Film de bande, Mods fait figure d’OVNI dans le paysage français actuel. Le réalisateur et interprète Serge Bozon y détourne les conventions du film adolescent et du musical pour y filmer le malaise, la peur, la beauté et la poésie en toute liberté. Déconcertant et enthousiasmant.


(JPEG)Quatre jeunes hommes, coupe à l’anglaise typique années soixante, adossés à un mur, contemplent le vide qui leur fait face en échangeant à tour de rôle quelques mots. Leur phrasé est très court et étrange. Leur style de vie semble directement inspiré de celui des mods, comme l’indique explicitement le titre du second film de Serge Bozon. Dans son excellente chronique de l’âge d’or du rock intitulée Awopbopaloobop Alapbamboom, Nick Cohn décrit les membres de ce mouvement rock anglais de la deuxième moitié du milieu des années 60 en ces termes :

"C’étaient d’étranges petites créatures très soignées et chétives, qui conduisaient des scooters, mâchaient du chewing-gum et avalaient des pilules par centaines. Ce qu’ils affectionnaient par-dessus tout, c’était les sapes. Tout l’argent qu’ils possédaient ne servait qu’à une chose : les rendre encore plus beaux. (...) Ces mecs traînassaient en grandes tribus tandis que leurs nanas, complètement oubliées, les suivaient de loin. Ils dansaient tous seuls, profondément enfoncés dans des rêveries narcissiques. Ils ne souriaient pas. Quand, dans un club, se trouvait un miroir, la cohue était impitoyable pour se placer devant : on prenait des poses, on se pavanait. L’image de leur propre beauté leur suffisait pour décoller, se griser et se perdre."

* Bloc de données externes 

//! WorkerGroup - 起動したループの handle 群

use std::time::Duration;

use tokio::sync::watch;
use tokio::task::JoinHandle;
use tracing::{info, warn};

/// Worker group handle.
/// - `request_shutdown()` で全ループに停止を通知する（実行中の handler は中断しない）
/// - `shutdown_and_join()` で全ループの終了を待てる
#[derive(Debug)]
pub struct WorkerGroup {
    shutdown_tx: watch::Sender<bool>,
    joins: Vec<(String, JoinHandle<()>)>,
}

impl WorkerGroup {
    pub(crate) fn new(shutdown_tx: watch::Sender<bool>) -> Self {
        Self {
            shutdown_tx,
            joins: Vec::new(),
        }
    }

    pub(crate) fn push(&mut self, name: impl Into<String>, join: JoinHandle<()>) {
        self.joins.push((name.into(), join));
    }

    /// ワーカー + 回収ループの本数
    pub fn len(&self) -> usize {
        self.joins.len()
    }

    pub fn is_empty(&self) -> bool {
        self.joins.is_empty()
    }

    pub fn names(&self) -> Vec<&str> {
        self.joins.iter().map(|(name, _)| name.as_str()).collect()
    }

    pub fn request_shutdown(&self) {
        // ignore send error: receivers may already be dropped
        let _ = self.shutdown_tx.send(true);
    }

    pub async fn shutdown_and_join(self) {
        self.request_shutdown();
        for (name, join) in self.joins {
            if let Err(e) = join.await {
                warn!(loop_name = %name, error = %e, "loop did not finish cleanly");
            }
        }
        info!("all loops stopped");
    }
}

/// `duration` だけ眠る。途中で shutdown が来たら false
pub(crate) async fn sleep_or_shutdown(
    duration: Duration,
    shutdown_rx: &mut watch::Receiver<bool>,
) -> bool {
    if *shutdown_rx.borrow() {
        return false;
    }
    tokio::select! {
        _ = tokio::time::sleep(duration) => true,
        _ = shutdown_rx.changed() => false,
    }
}

#[cfg(test)]
mod tests {
    use super::*;

    #[tokio::test]
    async fn shutdown_interrupts_sleep() {
        let (tx, mut rx) = watch::channel(false);
        let sleeper = tokio::spawn(async move {
            sleep_or_shutdown(Duration::from_secs(3600), &mut rx).await
        });
        tx.send(true).unwrap();
        assert!(!sleeper.await.unwrap());
    }

    #[tokio::test]
    async fn group_joins_all_loops() {
        let (tx, rx) = watch::channel(false);
        let mut group = WorkerGroup::new(tx);
        for i in 0..3 {
            let mut rx = rx.clone();
            group.push(
                format!("loop-{i}"),
                tokio::spawn(async move {
                    while sleep_or_shutdown(Duration::from_millis(5), &mut rx).await {}
                }),
            );
        }
        assert_eq!(group.len(), 3);
        assert_eq!(group.names(), vec!["loop-0", "loop-1", "loop-2"]);

        tokio::time::timeout(Duration::from_secs(5), group.shutdown_and_join())
            .await
            .unwrap();
    }
}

Si l’intrigue de Mods n’a pas grand chose à voir avec l’Angleterre des années 60, le film ressuscite indéniablement l’esprit de ce court mouvement rock. Le cinéma de Serge Bozon cultive ici un goût immodéré de la pose, du style et de la mélancolie propre aux mods de l’époque. La mise en scène plutôt sobre frappe par son sens du cadre, de la fixité et de la durée. Toutefois, il faut être clair sur un point : Mods ne se soucie que très peu des étiquettes. Le film se plait à surprendre et déconcerter son spectateur en jouant constamment de l’artificialité et de la rupture. Film de campus, comédie musicale, doux air mélancolique, Mods se joue de toutes les conventions pour mieux tracer son propre sillon en toute liberté.

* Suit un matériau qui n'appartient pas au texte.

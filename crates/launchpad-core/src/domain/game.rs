//! Game record と付随するカタログ情報。

use chrono::{DateTime, Utc};
use serde::{Deserialize, Serialize};

use super::{GameId, GameStatus};

/// 配信形態
#[derive(Debug, Clone, Copy, PartialEq, Eq, Hash, Serialize, Deserialize)]
pub enum DistributeType {
    /// APK ファイル配布
    Apk,
    /// H5 リンク
    H5Link,
}

/// ゲームに紐づくメディア素材の種類
#[derive(Debug, Clone, Copy, PartialEq, Eq, Hash, Serialize, Deserialize)]
pub enum MediaKind {
    Icon,
    Screenshot,
    Video,
    ApkFile,
    H5Link,
}

#[derive(Debug, Clone, PartialEq, Eq, Serialize, Deserialize)]
pub struct GameRecord {
    pub id: GameId,
    pub name: String,
    pub developer: String,
    pub publisher: String,
    pub distribute_type: DistributeType,
    pub status: GameStatus,
    pub version: i64,
    pub publish_time: Option<DateTime<Utc>>,
    pub create_time: DateTime<Utc>,
    pub update_time: DateTime<Utc>,
}

impl GameRecord {
    pub fn from_new(id: GameId, game: NewGame, now: DateTime<Utc>) -> Self {
        Self {
            id,
            name: game.name,
            developer: game.developer,
            publisher: game.publisher,
            distribute_type: game.distribute_type,
            status: GameStatus::Init,
            version: 0,
            publish_time: None,
            create_time: now,
            update_time: now,
        }
    }

    /// version-guarded write の適用（呼び出し側で version を照合済み）
    pub fn apply(&mut self, patch: &GamePatch, now: DateTime<Utc>) {
        self.status = patch.status;
        if let Some(publish_time) = patch.publish_time {
            self.publish_time = Some(publish_time);
        }
        self.version += 1;
        self.update_time = now;
    }
}

/// 新規登録するゲーム（常に Init から始まる）
#[derive(Debug, Clone, PartialEq, Eq)]
pub struct NewGame {
    pub name: String,
    pub developer: String,
    pub publisher: String,
    pub distribute_type: DistributeType,
}

/// 状態遷移で書き込む内容
///
/// `publish_time` が None なら既存値を保持する。
#[derive(Debug, Clone, Copy, PartialEq, Eq)]
pub struct GamePatch {
    pub status: GameStatus,
    pub publish_time: Option<DateTime<Utc>>,
}

impl GamePatch {
    pub fn status(status: GameStatus) -> Self {
        Self {
            status,
            publish_time: None,
        }
    }

    pub fn with_publish_time(mut self, at: DateTime<Utc>) -> Self {
        self.publish_time = Some(at);
        self
    }
}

(JPEG)L’histoire débute avec l’arrivée dans une "maison des étudiants" de François et Paul, militaires de métiers, appelés par une mystérieuse Anna au chevet de leur frère Edouard, tombé en dépression. Héros et modèle pour les quelques habitants de cette résidence universitaire, ce dernier refuse de manger, de parler ou de quitter son lit. Tous s’inquiètent de son sort, aussi bien la surveillante chargée de faire respecter l’ordre que la serveuse du bar qui passe ses journées à contempler son portrait caché dans un livre. L’aura de ce personnage sur les femmes qui l’entourent et aussi mystérieuse et incompréhensible que le mal qui l’habite.

Venus sauver leur frère, François et Paul passent leurs journées à faire tout autre chose. Ils participent ainsi à l’éthique du détournement qui travaille Mods. Rien n’est jamais comme il devrait l’être. Le responsable de la maison prend des cours d’autorité auprès de son assistante, le médecin des lieux interroge sans cesse ces patients sur l’effet qu’il produit sur eux, une femme en train de lire cache en réalité une amoureuse éperdue qui ne peut détacher son regard une seconde de celui qu’elle aime. François et Paul passent donc leur temps à déambuler dans les couloirs, dialoguer, faire des rencontres. Leur seul problème est qu’ils n’arrivent pas facilement à se faire accepter. Ils sont sans cesse victimes des étiquettes qu’on leur colle, que ce soit celles de "provinciaux", des "militaires" ou des "ploucs". Leur singularité est sans cesse niée par des a priori qui s’intégrent dans toute une mécanique de la vie, sans cesse présente dans le film. Mods multiplie les répétitions de gestes, de lieux et de phrases qui traduisent un certain malaise et la monotonie du quotidien de chacun relégué à sa fonction. Catherine est ainsi sans cesse apparentée à la professeur cultivée en besoin d’évasion. Le film présente en apparence un monde rigide avec ses codes secrets et arbitraires.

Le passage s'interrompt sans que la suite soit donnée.